▶ [Source information]:
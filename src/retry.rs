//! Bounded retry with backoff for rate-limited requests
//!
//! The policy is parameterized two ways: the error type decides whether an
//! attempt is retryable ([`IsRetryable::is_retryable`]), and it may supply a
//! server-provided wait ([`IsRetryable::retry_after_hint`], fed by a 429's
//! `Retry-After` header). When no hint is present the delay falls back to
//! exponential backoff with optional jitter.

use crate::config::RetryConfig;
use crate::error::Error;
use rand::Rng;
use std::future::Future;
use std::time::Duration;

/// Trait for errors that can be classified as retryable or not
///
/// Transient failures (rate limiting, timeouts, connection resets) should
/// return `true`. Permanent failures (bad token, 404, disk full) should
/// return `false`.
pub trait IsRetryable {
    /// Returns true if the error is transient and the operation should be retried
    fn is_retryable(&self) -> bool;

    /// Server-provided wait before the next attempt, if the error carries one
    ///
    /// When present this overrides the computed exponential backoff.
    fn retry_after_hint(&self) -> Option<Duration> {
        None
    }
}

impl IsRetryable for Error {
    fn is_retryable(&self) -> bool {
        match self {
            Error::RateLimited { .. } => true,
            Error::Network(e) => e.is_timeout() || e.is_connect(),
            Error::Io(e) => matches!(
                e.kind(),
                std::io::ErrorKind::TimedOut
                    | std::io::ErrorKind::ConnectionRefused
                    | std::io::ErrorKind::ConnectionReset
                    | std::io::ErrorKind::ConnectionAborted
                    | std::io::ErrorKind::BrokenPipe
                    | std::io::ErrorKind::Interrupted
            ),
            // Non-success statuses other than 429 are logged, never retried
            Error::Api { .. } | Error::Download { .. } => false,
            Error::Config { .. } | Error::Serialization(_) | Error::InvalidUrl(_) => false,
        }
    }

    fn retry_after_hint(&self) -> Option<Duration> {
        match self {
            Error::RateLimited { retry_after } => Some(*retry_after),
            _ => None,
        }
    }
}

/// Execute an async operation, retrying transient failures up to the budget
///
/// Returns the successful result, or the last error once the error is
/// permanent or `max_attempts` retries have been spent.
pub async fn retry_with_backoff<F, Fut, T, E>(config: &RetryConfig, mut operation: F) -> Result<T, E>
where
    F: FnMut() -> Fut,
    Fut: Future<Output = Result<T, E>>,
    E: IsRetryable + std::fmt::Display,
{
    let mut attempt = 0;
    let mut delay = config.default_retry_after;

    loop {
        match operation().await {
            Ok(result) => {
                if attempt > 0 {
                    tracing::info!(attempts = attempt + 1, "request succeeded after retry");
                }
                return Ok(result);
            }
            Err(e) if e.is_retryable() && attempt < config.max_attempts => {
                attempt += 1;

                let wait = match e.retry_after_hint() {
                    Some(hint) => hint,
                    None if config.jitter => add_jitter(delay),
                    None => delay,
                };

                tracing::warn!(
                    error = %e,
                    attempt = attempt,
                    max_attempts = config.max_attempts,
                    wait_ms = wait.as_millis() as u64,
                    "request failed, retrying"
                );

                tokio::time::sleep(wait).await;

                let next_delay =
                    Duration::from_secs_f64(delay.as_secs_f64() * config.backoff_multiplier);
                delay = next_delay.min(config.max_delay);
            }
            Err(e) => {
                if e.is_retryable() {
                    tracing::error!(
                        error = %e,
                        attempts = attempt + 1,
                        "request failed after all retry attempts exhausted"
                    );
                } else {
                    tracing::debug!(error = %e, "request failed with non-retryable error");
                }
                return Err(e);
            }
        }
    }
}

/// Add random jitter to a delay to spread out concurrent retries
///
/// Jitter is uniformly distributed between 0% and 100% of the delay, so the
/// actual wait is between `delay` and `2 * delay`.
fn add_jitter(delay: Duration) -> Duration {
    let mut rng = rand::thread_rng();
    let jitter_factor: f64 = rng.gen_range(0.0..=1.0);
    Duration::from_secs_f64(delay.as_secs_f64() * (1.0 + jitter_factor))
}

▶ [Exercise aim]: What is the number of lines in the records that contain the word "None"? Answer with the number and nothing else.

▶ [Solution for this exercise]: 4